─── Provided material

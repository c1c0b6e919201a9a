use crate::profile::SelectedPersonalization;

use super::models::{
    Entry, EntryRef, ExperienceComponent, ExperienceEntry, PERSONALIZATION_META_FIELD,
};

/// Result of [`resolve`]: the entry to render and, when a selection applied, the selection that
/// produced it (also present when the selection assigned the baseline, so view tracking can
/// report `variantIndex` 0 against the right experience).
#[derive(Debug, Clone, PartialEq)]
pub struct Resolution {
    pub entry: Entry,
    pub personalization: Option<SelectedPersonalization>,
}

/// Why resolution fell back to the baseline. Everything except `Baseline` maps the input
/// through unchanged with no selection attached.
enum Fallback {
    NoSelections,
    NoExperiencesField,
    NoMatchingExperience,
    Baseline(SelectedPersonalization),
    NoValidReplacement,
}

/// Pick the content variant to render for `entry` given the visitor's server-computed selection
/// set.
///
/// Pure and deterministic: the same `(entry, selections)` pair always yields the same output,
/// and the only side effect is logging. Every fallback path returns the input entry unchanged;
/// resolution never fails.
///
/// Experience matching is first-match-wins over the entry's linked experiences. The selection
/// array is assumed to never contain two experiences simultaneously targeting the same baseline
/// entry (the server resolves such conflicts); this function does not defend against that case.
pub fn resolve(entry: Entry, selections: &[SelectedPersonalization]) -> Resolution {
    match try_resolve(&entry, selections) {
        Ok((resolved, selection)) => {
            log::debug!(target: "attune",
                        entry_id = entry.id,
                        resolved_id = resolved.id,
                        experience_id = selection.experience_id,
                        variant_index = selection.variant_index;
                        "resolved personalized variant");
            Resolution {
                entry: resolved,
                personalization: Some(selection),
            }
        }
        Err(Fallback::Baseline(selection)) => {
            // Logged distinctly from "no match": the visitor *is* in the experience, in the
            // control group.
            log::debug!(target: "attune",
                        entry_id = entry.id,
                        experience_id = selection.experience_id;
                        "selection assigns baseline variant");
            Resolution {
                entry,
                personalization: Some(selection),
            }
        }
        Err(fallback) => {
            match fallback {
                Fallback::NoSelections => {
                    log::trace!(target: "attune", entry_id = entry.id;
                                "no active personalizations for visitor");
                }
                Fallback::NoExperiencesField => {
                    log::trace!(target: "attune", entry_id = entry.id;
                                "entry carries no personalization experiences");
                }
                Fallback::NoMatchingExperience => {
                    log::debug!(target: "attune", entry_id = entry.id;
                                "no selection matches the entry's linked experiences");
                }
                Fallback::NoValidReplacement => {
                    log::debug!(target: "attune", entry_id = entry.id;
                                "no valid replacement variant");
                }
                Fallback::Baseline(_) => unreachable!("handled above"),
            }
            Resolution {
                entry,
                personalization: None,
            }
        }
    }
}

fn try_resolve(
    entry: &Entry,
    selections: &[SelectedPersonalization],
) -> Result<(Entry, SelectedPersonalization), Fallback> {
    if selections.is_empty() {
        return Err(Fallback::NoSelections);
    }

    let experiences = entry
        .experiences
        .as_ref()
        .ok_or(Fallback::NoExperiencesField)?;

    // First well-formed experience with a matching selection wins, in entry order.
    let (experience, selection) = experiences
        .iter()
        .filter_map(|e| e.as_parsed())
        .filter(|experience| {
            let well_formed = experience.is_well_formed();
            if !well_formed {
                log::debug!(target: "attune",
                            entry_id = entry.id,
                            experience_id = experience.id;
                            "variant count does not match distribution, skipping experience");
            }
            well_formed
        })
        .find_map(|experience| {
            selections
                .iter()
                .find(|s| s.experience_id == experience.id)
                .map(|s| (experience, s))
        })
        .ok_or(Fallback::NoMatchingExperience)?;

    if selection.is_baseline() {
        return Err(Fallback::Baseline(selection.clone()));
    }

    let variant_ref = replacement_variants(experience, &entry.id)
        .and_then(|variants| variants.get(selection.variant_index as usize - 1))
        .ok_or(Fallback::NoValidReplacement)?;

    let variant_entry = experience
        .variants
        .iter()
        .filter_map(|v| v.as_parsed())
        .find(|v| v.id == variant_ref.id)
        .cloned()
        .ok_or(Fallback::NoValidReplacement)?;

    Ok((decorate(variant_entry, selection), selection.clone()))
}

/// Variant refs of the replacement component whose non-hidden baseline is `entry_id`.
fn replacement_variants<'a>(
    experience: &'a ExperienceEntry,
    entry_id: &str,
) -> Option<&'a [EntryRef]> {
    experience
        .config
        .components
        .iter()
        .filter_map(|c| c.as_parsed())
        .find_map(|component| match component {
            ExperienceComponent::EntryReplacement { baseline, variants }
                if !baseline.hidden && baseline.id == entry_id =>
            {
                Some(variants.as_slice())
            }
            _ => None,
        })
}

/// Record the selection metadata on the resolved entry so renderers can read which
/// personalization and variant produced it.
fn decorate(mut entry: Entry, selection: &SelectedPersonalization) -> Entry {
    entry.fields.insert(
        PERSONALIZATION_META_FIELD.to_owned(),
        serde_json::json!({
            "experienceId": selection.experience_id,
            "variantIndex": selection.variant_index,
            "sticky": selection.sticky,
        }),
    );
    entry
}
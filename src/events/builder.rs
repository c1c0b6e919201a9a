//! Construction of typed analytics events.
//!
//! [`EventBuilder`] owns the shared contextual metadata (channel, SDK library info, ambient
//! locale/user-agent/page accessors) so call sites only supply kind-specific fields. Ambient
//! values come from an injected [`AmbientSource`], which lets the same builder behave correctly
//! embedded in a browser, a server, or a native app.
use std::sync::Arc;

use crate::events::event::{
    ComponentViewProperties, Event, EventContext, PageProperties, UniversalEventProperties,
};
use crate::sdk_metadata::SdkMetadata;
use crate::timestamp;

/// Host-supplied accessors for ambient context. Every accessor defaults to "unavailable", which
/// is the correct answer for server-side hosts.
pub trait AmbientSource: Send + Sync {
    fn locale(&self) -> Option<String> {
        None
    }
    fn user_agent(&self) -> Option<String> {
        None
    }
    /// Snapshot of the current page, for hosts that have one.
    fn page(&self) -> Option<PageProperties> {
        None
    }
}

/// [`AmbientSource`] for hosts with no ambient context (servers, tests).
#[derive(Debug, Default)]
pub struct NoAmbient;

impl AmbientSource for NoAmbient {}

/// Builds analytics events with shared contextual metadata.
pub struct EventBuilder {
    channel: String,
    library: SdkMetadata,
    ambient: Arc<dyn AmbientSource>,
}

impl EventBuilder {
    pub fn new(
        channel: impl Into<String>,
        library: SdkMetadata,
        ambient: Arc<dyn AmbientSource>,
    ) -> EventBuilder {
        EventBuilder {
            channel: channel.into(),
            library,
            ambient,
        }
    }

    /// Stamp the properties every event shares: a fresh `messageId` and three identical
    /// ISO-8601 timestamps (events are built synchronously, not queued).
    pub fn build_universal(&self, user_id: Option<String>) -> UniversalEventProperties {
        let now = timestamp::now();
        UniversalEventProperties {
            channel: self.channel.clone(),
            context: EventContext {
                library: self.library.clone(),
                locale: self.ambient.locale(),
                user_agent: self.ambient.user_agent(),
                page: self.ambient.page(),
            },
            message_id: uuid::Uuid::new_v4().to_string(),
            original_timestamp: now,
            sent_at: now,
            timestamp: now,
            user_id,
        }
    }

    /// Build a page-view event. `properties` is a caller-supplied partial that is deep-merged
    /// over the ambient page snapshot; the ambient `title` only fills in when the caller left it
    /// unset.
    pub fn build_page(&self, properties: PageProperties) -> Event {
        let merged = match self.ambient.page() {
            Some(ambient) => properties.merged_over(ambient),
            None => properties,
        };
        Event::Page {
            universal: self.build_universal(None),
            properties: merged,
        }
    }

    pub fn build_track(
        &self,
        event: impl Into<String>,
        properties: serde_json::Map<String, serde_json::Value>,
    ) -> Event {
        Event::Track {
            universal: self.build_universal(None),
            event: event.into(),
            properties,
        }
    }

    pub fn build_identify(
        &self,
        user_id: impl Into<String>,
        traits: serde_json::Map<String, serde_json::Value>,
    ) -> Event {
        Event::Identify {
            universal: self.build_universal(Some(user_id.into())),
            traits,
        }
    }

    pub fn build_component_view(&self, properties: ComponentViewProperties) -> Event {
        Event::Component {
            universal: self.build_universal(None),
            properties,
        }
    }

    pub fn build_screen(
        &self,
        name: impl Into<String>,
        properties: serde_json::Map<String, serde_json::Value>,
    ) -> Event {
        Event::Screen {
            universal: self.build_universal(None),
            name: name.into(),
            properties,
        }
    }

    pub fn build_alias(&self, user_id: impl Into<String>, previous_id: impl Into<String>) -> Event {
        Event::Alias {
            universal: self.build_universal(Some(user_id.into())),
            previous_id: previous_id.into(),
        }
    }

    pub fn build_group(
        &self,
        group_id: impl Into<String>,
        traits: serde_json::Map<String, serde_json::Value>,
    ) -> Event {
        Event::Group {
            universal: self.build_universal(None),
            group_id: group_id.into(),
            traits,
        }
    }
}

──────

Directions: Which lines above include the word "side"? Return each one.

Task output:
/// and the only side effect is logging. Every fallback path returns the input entry unchanged;
/// is the correct answer for server-side hosts.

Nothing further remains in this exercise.